実は、業種ごとに“仕掛品”に相当する言葉があるのです。
建設業 | 仕掛工事、未成工事支出金 |
造船業 | 半成工事 |
ソフトウェア制作 | ソフトウェア仮勘定 |
不動産開発 | 開発事業等支出金 |
随分と違いますが、それぞれの業種の実態に合わせて、このような言葉が生まれたと考えられます。
特に建設業の場合は、未完成の工事と言った方が実態に即しているため、仕掛工事や未成工事支出金といわれるわけです。
2.仕掛品の扱いに関する3つの注意点
2-1 仕掛品の処理を間違えると、面倒なことになる
仕掛品は勘定科目ですから、販売できない未完成状態のコストをいったん仕掛品として集計し、完成して売上が入ったら、改めて経費に計上し直すように使います。
この仕掛品の処理を、決算期をまたぐタイミングで間違えると、決算が誤ったものになります。つまり、会社の経営状態が正しく明らかにならないわけですから、何かと面倒なことになります。

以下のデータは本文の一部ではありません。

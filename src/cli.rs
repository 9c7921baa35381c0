//! CLI definition and dispatch.

use clap::{Parser, Subcommand};
use std::fs::File;
use std::io::{self, BufWriter, Write};
use std::path::{Path, PathBuf};
use std::process::ExitCode;

use crate::adapters::file_config_adapter::FileConfigAdapter;
use crate::adapters::fs_catalog::FsCatalog;
use crate::domain::dataset::{CATEGORICAL_COLUMNS, Dataset};
use crate::domain::derive::{ExtraMetric, compute_derived_with, summarize};
use crate::domain::error::TradestatsError;
use crate::domain::merge::{MergeMode, merge};
use crate::domain::session::{DatasetSelection, LoadReport, WorkbenchSession};
use crate::domain::settings::{TOKEN_ENV, local_settings};
use crate::ports::config_port::ConfigPort;
use crate::ports::dataset_source::DatasetSource;

#[derive(Parser, Debug)]
#[command(
    name = "tradestats",
    about = "Trade statistics file service and dataset workbench"
)]
pub struct Cli {
    #[command(subcommand)]
    pub command: Command,
}

#[derive(Subcommand, Debug)]
pub enum Command {
    /// Run the File Access Service
    Serve {
        #[arg(short, long)]
        config: PathBuf,
    },
    /// List available data files
    List {
        #[arg(short, long)]
        config: PathBuf,
        /// Only files directly inside this folder, as bare names
        #[arg(long)]
        folder: Option<String>,
    },
    /// Merge two or more datasets
    Merge {
        #[arg(short, long)]
        config: PathBuf,
        /// Dataset selection: `path?column=v1|v2&column2=v3` (trailing `/` for a folder)
        #[arg(short, long = "dataset", required = true)]
        datasets: Vec<String>,
        #[arg(short, long, default_value = "concat")]
        mode: MergeMode,
        /// Join key column (outer mode); defaults to the shared categorical columns
        #[arg(short, long = "key")]
        keys: Vec<String>,
        /// Add a source_database column naming each row's dataset
        #[arg(long)]
        tag_source: bool,
        #[arg(short, long)]
        output: Option<PathBuf>,
    },
    /// Compute sum, difference and percent change between two datasets
    Derive {
        #[arg(short, long)]
        config: PathBuf,
        #[arg(short, long = "dataset", required = true)]
        datasets: Vec<String>,
        /// Numeric column present in both datasets
        #[arg(long = "column", required = true)]
        columns: Vec<String>,
        /// Sort key columns; defaults to the shared categorical columns
        #[arg(short, long = "key")]
        keys: Vec<String>,
        /// Extra metric per column: mean or growth-rate
        #[arg(long = "metric")]
        metrics: Vec<ExtraMetric>,
        #[arg(short, long)]
        output: Option<PathBuf>,
    },
    /// Show the distinct values of the filter columns of a dataset
    Options {
        #[arg(short, long)]
        config: PathBuf,
        #[arg(short, long)]
        dataset: String,
    },
}

pub fn run(cli: Cli) -> ExitCode {
    let result = match cli.command {
        Command::Serve { config } => run_serve(&config),
        Command::List { config, folder } => run_list(&config, folder.as_deref()),
        Command::Merge {
            config,
            datasets,
            mode,
            keys,
            tag_source,
            output,
        } => run_merge(&config, &datasets, mode, &keys, tag_source, output.as_deref()),
        Command::Derive {
            config,
            datasets,
            columns,
            keys,
            metrics,
            output,
        } => run_derive(
            &config,
            &datasets,
            &columns,
            &keys,
            &metrics,
            output.as_deref(),
        ),
        Command::Options { config, dataset } => run_options(&config, &dataset),
    };

    match result {
        Ok(()) => ExitCode::SUCCESS,
        Err(err) => {
            eprintln!("error: {err}");
            ExitCode::from(&err)
        }
    }
}

pub fn load_config(path: &Path) -> Result<FileConfigAdapter, TradestatsError> {
    tracing::debug!(path = %path.display(), "loading config");
    FileConfigAdapter::from_file(path)
}

fn token_override() -> Option<String> {
    std::env::var(TOKEN_ENV).ok()
}

/// The remote service when `[client] base_url` is set, otherwise the local
/// `[server] data_folder`.
pub fn open_source(config: &dyn ConfigPort) -> Result<Box<dyn DatasetSource>, TradestatsError> {
    #[cfg(feature = "client")]
    {
        use crate::adapters::http_source::HttpDatasetSource;
        use crate::domain::settings::client_settings;

        let token = token_override();
        if let Some(settings) = client_settings(config, token.as_deref())? {
            tracing::info!(base_url = %settings.base_url, "using remote dataset source");
            return Ok(Box::new(HttpDatasetSource::new(&settings)?));
        }
    }

    #[cfg(not(feature = "client"))]
    if config.get_string("client", "base_url").is_some() {
        tracing::warn!("client feature disabled; ignoring [client] base_url");
    }

    let settings = local_settings(config)?;
    tracing::info!(root = %settings.data_folder.display(), "using local dataset source");
    Ok(Box::new(
        FsCatalog::new(settings.data_folder).with_extension(&settings.extension),
    ))
}

fn parse_selections(inputs: &[String]) -> Result<Vec<DatasetSelection>, TradestatsError> {
    inputs.iter().map(|s| s.parse()).collect()
}

fn build_session(selections: Vec<DatasetSelection>, tag_source: bool) -> WorkbenchSession {
    let mut session = WorkbenchSession::new().tag_source(tag_source);
    for selection in selections {
        session.add(selection);
    }
    session
}

fn warn_failures(report: &LoadReport) {
    for failure in &report.failures {
        eprintln!(
            "warning: skipping {} ({}): {}",
            failure.label, failure.file, failure.error
        );
    }
}

/// Categorical columns present in every dataset, in canonical order.
pub fn shared_categorical_columns(datasets: &[Dataset]) -> Vec<String> {
    CATEGORICAL_COLUMNS
        .iter()
        .filter(|c| datasets.iter().all(|d| d.has_column(c)))
        .map(|c| c.to_string())
        .collect()
}

fn resolve_keys(keys: &[String], datasets: &[Dataset]) -> Vec<String> {
    if keys.is_empty() {
        shared_categorical_columns(datasets)
    } else {
        keys.to_vec()
    }
}

fn write_output(dataset: &Dataset, output: Option<&Path>) -> Result<(), TradestatsError> {
    match output {
        Some(path) => {
            let file = File::create(path)?;
            dataset.write_csv(BufWriter::new(file))?;
            eprintln!(
                "Wrote {} rows x {} columns to {}",
                dataset.len(),
                dataset.columns.len(),
                path.display()
            );
        }
        None => dataset.write_csv(io::stdout().lock())?,
    }
    Ok(())
}

fn run_serve(config_path: &Path) -> Result<(), TradestatsError> {
    #[cfg(feature = "web")]
    {
        use crate::domain::settings::server_settings;

        let config = load_config(config_path)?;
        let token = token_override();
        let settings = server_settings(&config, token.as_deref())?;

        eprintln!("Serving {} on {}", settings.data_folder.display(), settings.listen);
        tokio::runtime::Runtime::new()?.block_on(crate::adapters::web::serve(&settings))
    }

    #[cfg(not(feature = "web"))]
    {
        let _ = config_path;
        Err(TradestatsError::ConfigInvalid {
            section: "server".into(),
            key: "serve".into(),
            reason: "built without the web feature".into(),
        })
    }
}

fn run_list(config_path: &Path, folder: Option<&str>) -> Result<(), TradestatsError> {
    let config = load_config(config_path)?;
    let source = open_source(&config)?;
    let files = source.list_files()?;

    let shown: Vec<String> = match folder {
        Some(folder) => {
            let prefix = format!("{}/", folder.trim_matches('/'));
            let names: Vec<String> = files
                .iter()
                .filter_map(|f| f.strip_prefix(&prefix))
                .filter(|rest| !rest.contains('/'))
                .map(str::to_string)
                .collect();
            if names.is_empty() && !files.iter().any(|f| f.starts_with(&prefix)) {
                return Err(TradestatsError::NotFound {
                    path: folder.to_string(),
                });
            }
            names
        }
        None => files,
    };

    let mut out = io::stdout().lock();
    for file in &shown {
        writeln!(out, "{file}")?;
    }
    Ok(())
}

fn run_merge(
    config_path: &Path,
    inputs: &[String],
    mode: MergeMode,
    keys: &[String],
    tag_source: bool,
    output: Option<&Path>,
) -> Result<(), TradestatsError> {
    let config = load_config(config_path)?;
    let selections = parse_selections(inputs)?;
    let tag_source = tag_source || config.get_bool("workbench", "tag_source", false);
    let session = build_session(selections, tag_source);

    let source = open_source(&config)?;
    let report = session.load(source.as_ref());
    warn_failures(&report);
    if report.datasets.is_empty() {
        return Err(TradestatsError::NotFound {
            path: inputs.join(", "),
        });
    }

    let keys = resolve_keys(keys, &report.datasets);
    tracing::info!(
        %mode,
        datasets = report.datasets.len(),
        keys = ?keys,
        "merging"
    );
    let merged = merge(&report.datasets, mode, &keys)?;
    write_output(&merged, output)
}

fn run_derive(
    config_path: &Path,
    inputs: &[String],
    columns: &[String],
    keys: &[String],
    metrics: &[ExtraMetric],
    output: Option<&Path>,
) -> Result<(), TradestatsError> {
    if inputs.len() != 2 {
        return Err(TradestatsError::UnsupportedCardinality {
            mode: "derive".into(),
            inputs: inputs.len(),
        });
    }

    let config = load_config(config_path)?;
    let session = build_session(parse_selections(inputs)?, false);
    let source = open_source(&config)?;
    let mut report = session.load(source.as_ref());
    if !report.is_complete() {
        warn_failures(&report);
        return Err(report.failures.remove(0).error);
    }

    let [a, b] = report.datasets.as_slice() else {
        return Err(TradestatsError::UnsupportedCardinality {
            mode: "derive".into(),
            inputs: report.datasets.len(),
        });
    };
    let keys = resolve_keys(keys, &report.datasets);
    let derived = compute_derived_with(a, b, columns, &keys, metrics)?;

    if !derived.undefined.is_empty() {
        eprintln!(
            "warning: {} derived value(s) undefined (zero base)",
            derived.undefined.len()
        );
    }

    write_output(&derived.dataset, output)?;

    eprintln!("\n=== Summary Statistics ({} vs {}) ===", a.name, b.name);
    eprintln!(
        "{:<20} {:>14} {:>14} {:>14}",
        "column", "mean sum", "mean diff", "mean % chg"
    );
    for summary in summarize(&derived, columns) {
        let cell = |v: Option<f64>| v.map_or_else(|| "-".to_string(), |x| format!("{x:.2}"));
        eprintln!(
            "{:<20} {:>14} {:>14} {:>14}",
            summary.column,
            cell(summary.mean_sum),
            cell(summary.mean_diff),
            cell(summary.mean_pct_change)
        );
    }
    Ok(())
}

fn run_options(config_path: &Path, input: &str) -> Result<(), TradestatsError> {
    let config = load_config(config_path)?;
    let selection: DatasetSelection = input.parse()?;
    let session = build_session(vec![selection], false);
    let source = open_source(&config)?;
    let mut report = session.load(source.as_ref());
    if !report.is_complete() {
        return Err(report.failures.remove(0).error);
    }

    let mut out = io::stdout().lock();
    for dataset in &report.datasets {
        for column in CATEGORICAL_COLUMNS {
            if !dataset.has_column(column) {
                continue;
            }
            let values = dataset.distinct_values(column);
            writeln!(out, "{column} ({}): {}", values.len(), values.join(" | "))?;
        }
        let measures = dataset.numeric_columns();
        writeln!(out, "numeric: {}", measures.join(", "))?;
    }
    Ok(())
}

中でも建設業は、工事に年単位の期間がかかる場合も珍しくありません。それだけ期間が長いということは、工事が決算期をまたぐ可能性も高いのです。
そして建設業の場合、完成してはじめて売上とする考え方があります。そのため、その工事の材料費や外注費なども完成するまで経費にできないため、仕掛品(仕掛工事、未成工事支出金)としていったん集計し、工事が完成して売上が入ったら、改めて経費に計上し直すわけです。
とはいえ、細かく見るべき対象が多いので、見落としが生じやすいのも事実です。
さらに、建設業は売上も経費も金額が大きくなりやすいので、間違えた時の面倒もまた大きいのです。
2-2 決算期をまたいで、経費と売上がずれてしまうと、税額がおかしくなる
まずは建設業を例に、決算期をまたぐ工事の材料費や外注費などを仕掛品(仕掛工事、未成工事支出金)に計上せず、前の期の経費にした場合を考えてみます。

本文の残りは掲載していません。